Sabrina  mengusap lengan suaminya. Apa yang sudah terjadi memang tidak bisa dilupakan begitu saja. Tapi, dia juga tidak mau suaminya menyalahkan diri sendiri. Sekarang yang lebih penting adalah mereka memikirkan keselamatan Jeni.

Dokter mengatakan kalau kondisi bayi dalam kandungannya saat ini lemah. Dia belum cukup umur untuk lahir.

Setelah beberapa jam melewati masa yang sangat genting, dokter keluar dari ruang operasi. Ibu dan bayinya selamat, tapi kondisi mereka berdua sama-sama kritis. Detak jantung Jeni tidak stabil pasca melahirkan. Sementara, bayi yang baru saja lahir kondisinya sangat lemah. Dokter sedang mengusahakan untuk bisa menyelamatkannya.

Ayah dan ibunya dan Jeni yang baru saja tiba setelah mereka diberitahu oleh Sabrina soal keadaan anaknya saat ini.

Nyonya Kalfa bersedih saat tahu bahwa keadaan Jeni kritis.
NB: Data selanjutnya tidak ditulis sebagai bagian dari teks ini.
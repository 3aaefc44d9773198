//! Data model shared by the resolver, policy, engine and dispatcher.

use std::collections::{BTreeMap, BTreeSet};

use chrono::{DateTime, Utc};
use serde::{Deserialize, Serialize};
use uuid::Uuid;

/// Verified snapshot of a Discord user.
///
/// `external_id` is the durable key. `display_name` may change or collide
/// with other users and is only used as a fallback when no link exists.
#[derive(Debug, Clone, PartialEq, Eq, Serialize, Deserialize)]
pub struct ExternalIdentity {
    pub external_id: String,
    pub display_name: String,
    #[serde(default, skip_serializing_if = "Option::is_none")]
    pub avatar_ref: Option<String>,
    #[serde(default, skip_serializing_if = "Option::is_none")]
    pub email: Option<String>,
}

impl ExternalIdentity {
    #[must_use]
    pub fn new(external_id: impl Into<String>, display_name: impl Into<String>) -> Self {
        Self {
            external_id: external_id.into(),
            display_name: display_name.into(),
            avatar_ref: None,
            email: None,
        }
    }
}

/// Point-in-time membership read for one identity.
///
/// The implicit `@everyone` role is never part of `role_names`.
#[derive(Debug, Clone, PartialEq, Eq, Default, Serialize, Deserialize)]
pub struct MembershipSnapshot {
    pub is_member: bool,
    #[serde(default)]
    pub role_names: BTreeSet<String>,
}

impl MembershipSnapshot {
    /// A member holding the given roles.
    pub fn member<I, S>(roles: I) -> Self
    where
        I: IntoIterator<Item = S>,
        S: Into<String>,
    {
        Self {
            is_member: true,
            role_names: roles.into_iter().map(Into::into).collect(),
        }
    }

    /// Not a member of the community.
    #[must_use]
    pub fn not_member() -> Self {
        Self {
            is_member: false,
            role_names: BTreeSet::new(),
        }
    }
}

/// Durable association between a Discord user and a media server account.
#[derive(Debug, Clone, PartialEq, Eq, Serialize, Deserialize)]
pub struct IdentityLink {
    pub local_account_id: Uuid,
    pub external_id: String,
    pub last_known: ExternalIdentity,
    #[serde(default = "Utc::now")]
    pub updated_at: DateTime<Utc>,
}

impl IdentityLink {
    #[must_use]
    pub fn new(local_account_id: Uuid, identity: ExternalIdentity) -> Self {
        Self {
            local_account_id,
            external_id: identity.external_id.clone(),
            last_known: identity,
            updated_at: Utc::now(),
        }
    }
}

/// Permission and visibility state written to an eligible account.
#[derive(Debug, Clone, PartialEq, Eq, Default, Serialize)]
pub struct TargetPermissionState {
    pub is_administrator: bool,
    pub can_delete_content: bool,
    pub all_libraries_visible: bool,
    pub visible_library_ids: BTreeSet<String>,
    pub is_disabled: bool,
}

/// A library as listed by the media server.
#[derive(Debug, Clone, PartialEq, Eq, Serialize, Deserialize)]
pub struct Library {
    pub name: String,
    pub id: String,
}

/// Library name to library id. Role names select libraries by name.
pub type LibraryRoleMap = BTreeMap<String, String>;

/// Build the role map from a library listing.
#[must_use]
pub fn library_role_map(libraries: &[Library]) -> LibraryRoleMap {
    libraries
        .iter()
        .map(|l| (l.name.clone(), l.id.clone()))
        .collect()
}

/// Result of an interactive login reconciliation.
#[derive(Debug, Clone, Copy, PartialEq, Eq, Serialize)]
pub struct LoginOutcome {
    pub account_id: Uuid,
    pub created: bool,
}

/// Result of a membership-change reconciliation.
#[derive(Debug, Clone, Copy, PartialEq, Eq, Serialize)]
#[serde(tag = "status", rename_all = "snake_case")]
pub enum MembershipOutcome {
    /// The account was brought in line with the event.
    Reconciled { account_id: Uuid },
    /// No local account corresponds to this identity; nothing was written.
    Untracked,
}

/// Guild notification relayed from the gateway.
#[derive(Debug, Clone, PartialEq, Eq, Serialize, Deserialize)]
#[serde(tag = "type", rename_all = "snake_case")]
pub enum GuildEvent {
    /// Roles or profile of a member changed.
    MemberUpdated {
        identity: ExternalIdentity,
        #[serde(default)]
        role_names: BTreeSet<String>,
    },
    /// A user joined the guild.
    MemberJoined {
        identity: ExternalIdentity,
        #[serde(default)]
        role_names: BTreeSet<String>,
    },
    /// A user left or was removed from the guild.
    MemberLeft { identity: ExternalIdentity },
}

impl GuildEvent {
    #[must_use]
    pub fn identity(&self) -> &ExternalIdentity {
        match self {
            GuildEvent::MemberUpdated { identity, .. }
            | GuildEvent::MemberJoined { identity, .. }
            | GuildEvent::MemberLeft { identity } => identity,
        }
    }

    #[must_use]
    pub fn kind(&self) -> &'static str {
        match self {
            GuildEvent::MemberUpdated { .. } => "member_updated",
            GuildEvent::MemberJoined { .. } => "member_joined",
            GuildEvent::MemberLeft { .. } => "member_left",
        }
    }
}
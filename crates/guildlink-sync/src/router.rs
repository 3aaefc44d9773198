//! Router configuration.

use std::sync::Arc;
use std::time::Duration;

use axum::{
    routing::{get, post},
    Router,
};
use tokio::sync::mpsc;

use crate::handlers;
use crate::models::GuildEvent;
use crate::providers::GuildConnection;
use crate::services::{EventDispatcher, LoginStateSigner};

/// Shared state for the HTTP handlers.
#[derive(Clone)]
pub struct SyncState {
    pub dispatcher: EventDispatcher,
    pub login_state: LoginStateSigner,
    pub connection: Arc<GuildConnection>,
    /// Feeds the dispatcher's event source.
    pub events: mpsc::Sender<GuildEvent>,
    /// Callback URL registered with Discord.
    pub redirect_uri: String,
    pub request_timeout: Duration,
    pub event_relay_token: Option<String>,
}

/// Build the service router.
pub fn sync_router(state: SyncState) -> Router {
    Router::new()
        .route("/auth/discord/login", get(handlers::login))
        .route("/auth/discord/callback", get(handlers::callback))
        .route("/events/membership", post(handlers::relay_event))
        .route("/health", get(handlers::health))
        .with_state(state)
}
Dia nyaris pingsan, tidak percaya dengan apa yang didengarnya. Jelas-jelas sehari sebelumnya dia masih bicara dengan Jeni dalam keadaan sehat.

“Kamu pasti terus menekannya sampai dia stres dan akhirnya seperti ini!” Di hadapan Kai, Nyonya Kalfa begitu berani menunjuk dan menyalahkan Sabrina.

Kai menarik Sabrina agar berada di belakangnya. “Berani kamu bicara kasar lagi pada Sabrina, kasus korupsi suamimu akan aku perkarakan!”

Tuna Kalfa panik. Dia merupakan staf di perusahaan cabang Alaxar Group–perusahaan milik keluarga Kai– lalu secara sengaja memanipulasi laporan stok barang demi keuntungannya sendiri. Permasalahan ini tentu saja sudah diusut, tapi Kai yang dulu pernah memiliki hubungan dengan Jeni memilih untuk diam saja demi menghargai mantan kekasihnya itu.

Lagi pula, tidak seharusnya mereka percaya diri seperti ini. Bayi laki-laki yang baru saja lahir tersebut, tidak peduli kondisinya kritis bagaimanapun juga, Kai akan melakukan tes DNA segera.

Jika terbukti kalau itu bukan anak kandungnya, Kai akan menyingkirkan mereka segera.